Your task ▸ Go to the line in the entries below that holds "file on disk" and repeat exactly from there through the line that holds "pub fn attribute(&self, key: &AttributeKey)", inclusive.

Saved entries:
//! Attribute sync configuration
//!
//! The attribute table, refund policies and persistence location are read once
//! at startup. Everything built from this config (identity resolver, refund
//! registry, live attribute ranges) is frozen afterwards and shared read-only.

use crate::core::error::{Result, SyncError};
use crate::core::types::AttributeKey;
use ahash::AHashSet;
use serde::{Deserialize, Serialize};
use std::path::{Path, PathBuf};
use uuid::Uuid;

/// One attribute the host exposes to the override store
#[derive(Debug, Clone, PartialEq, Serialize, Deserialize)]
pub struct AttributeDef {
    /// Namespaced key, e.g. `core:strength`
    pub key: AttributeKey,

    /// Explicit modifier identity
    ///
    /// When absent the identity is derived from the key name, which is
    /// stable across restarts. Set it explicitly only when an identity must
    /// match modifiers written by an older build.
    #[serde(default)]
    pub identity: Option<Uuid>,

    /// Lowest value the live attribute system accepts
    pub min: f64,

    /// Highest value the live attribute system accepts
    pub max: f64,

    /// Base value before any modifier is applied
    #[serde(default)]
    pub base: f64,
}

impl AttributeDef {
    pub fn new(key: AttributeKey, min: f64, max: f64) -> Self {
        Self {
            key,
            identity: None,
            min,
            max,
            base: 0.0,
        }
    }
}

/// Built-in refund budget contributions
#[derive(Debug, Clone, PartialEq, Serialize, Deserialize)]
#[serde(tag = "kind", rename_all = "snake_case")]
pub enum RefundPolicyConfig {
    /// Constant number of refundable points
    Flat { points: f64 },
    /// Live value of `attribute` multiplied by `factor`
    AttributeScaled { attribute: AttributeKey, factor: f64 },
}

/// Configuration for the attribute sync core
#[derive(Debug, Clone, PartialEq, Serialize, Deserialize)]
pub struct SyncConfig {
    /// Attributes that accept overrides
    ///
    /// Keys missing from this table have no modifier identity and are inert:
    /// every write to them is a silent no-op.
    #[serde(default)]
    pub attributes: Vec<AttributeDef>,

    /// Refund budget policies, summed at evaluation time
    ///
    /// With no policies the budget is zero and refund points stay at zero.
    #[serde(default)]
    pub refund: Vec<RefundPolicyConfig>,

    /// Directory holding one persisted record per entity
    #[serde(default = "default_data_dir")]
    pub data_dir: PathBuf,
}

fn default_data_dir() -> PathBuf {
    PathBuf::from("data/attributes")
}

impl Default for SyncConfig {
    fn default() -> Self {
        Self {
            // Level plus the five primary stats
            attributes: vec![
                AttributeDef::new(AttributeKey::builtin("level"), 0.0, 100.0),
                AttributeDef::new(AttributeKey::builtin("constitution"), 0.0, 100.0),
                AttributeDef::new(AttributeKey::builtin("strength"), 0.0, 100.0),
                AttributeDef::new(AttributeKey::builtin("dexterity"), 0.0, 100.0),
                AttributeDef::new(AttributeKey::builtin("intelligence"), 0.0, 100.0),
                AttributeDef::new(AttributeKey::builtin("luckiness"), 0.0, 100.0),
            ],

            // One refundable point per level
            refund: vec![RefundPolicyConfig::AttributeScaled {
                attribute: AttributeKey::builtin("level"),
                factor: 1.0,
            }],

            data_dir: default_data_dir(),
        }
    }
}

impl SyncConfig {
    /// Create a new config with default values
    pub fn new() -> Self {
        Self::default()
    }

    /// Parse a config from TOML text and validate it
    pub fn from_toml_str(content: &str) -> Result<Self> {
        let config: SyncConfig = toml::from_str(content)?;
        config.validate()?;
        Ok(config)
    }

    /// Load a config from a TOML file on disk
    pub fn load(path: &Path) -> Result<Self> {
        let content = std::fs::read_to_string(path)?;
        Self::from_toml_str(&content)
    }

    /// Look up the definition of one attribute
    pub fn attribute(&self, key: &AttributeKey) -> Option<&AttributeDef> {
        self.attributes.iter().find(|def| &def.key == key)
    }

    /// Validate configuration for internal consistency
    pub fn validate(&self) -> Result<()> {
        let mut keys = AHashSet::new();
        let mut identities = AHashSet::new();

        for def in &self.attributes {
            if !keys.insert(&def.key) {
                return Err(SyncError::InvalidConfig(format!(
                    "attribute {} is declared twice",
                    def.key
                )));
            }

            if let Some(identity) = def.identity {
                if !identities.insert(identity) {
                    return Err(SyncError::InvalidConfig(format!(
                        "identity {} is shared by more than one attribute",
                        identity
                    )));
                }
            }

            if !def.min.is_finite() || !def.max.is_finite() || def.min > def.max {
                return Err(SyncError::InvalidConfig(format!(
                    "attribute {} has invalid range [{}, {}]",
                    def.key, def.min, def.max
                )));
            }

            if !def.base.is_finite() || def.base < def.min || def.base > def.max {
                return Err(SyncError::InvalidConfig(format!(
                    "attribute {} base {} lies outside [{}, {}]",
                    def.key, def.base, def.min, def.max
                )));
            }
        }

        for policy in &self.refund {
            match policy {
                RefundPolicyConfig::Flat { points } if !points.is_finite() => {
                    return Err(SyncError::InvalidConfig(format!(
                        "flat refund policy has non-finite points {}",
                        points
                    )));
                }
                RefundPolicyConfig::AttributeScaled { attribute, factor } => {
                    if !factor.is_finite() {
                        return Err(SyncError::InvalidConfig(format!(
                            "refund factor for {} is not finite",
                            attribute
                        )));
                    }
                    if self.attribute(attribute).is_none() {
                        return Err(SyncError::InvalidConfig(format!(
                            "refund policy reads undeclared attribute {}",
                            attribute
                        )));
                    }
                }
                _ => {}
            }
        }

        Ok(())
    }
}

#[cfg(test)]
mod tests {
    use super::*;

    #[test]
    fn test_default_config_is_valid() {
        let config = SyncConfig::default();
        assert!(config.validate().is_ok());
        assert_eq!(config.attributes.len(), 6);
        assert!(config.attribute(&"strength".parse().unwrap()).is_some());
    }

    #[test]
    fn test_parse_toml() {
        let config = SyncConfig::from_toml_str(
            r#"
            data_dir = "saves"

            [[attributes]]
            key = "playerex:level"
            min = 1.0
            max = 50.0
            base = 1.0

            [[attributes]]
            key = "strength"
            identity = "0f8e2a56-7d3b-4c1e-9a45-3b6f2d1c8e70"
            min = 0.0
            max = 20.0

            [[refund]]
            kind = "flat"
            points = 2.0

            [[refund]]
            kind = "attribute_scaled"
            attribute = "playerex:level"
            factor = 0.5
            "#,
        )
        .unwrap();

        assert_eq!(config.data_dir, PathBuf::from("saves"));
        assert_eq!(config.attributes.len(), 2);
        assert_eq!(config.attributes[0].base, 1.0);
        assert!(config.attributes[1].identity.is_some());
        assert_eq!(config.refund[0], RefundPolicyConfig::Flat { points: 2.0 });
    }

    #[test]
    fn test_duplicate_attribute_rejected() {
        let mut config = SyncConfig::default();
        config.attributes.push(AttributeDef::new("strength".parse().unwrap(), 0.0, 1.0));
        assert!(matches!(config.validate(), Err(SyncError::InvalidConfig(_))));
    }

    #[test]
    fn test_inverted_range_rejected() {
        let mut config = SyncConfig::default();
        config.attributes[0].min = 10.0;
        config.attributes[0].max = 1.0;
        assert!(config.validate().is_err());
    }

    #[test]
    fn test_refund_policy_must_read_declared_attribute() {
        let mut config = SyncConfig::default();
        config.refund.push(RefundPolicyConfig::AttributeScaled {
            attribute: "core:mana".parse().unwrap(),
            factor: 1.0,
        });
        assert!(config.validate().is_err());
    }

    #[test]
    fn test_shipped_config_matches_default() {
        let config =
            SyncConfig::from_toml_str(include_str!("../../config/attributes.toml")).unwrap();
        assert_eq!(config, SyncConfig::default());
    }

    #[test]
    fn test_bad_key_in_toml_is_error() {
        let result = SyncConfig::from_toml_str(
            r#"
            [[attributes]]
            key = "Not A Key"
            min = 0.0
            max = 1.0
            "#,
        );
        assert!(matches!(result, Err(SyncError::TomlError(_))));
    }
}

Written reply ▸
    /// Load a config from a TOML file on disk
    pub fn load(path: &Path) -> Result<Self> {
        let content = std::fs::read_to_string(path)?;
        Self::from_toml_str(&content)
    }

    /// Look up the definition of one attribute
    pub fn attribute(&self, key: &AttributeKey) -> Option<&AttributeDef> {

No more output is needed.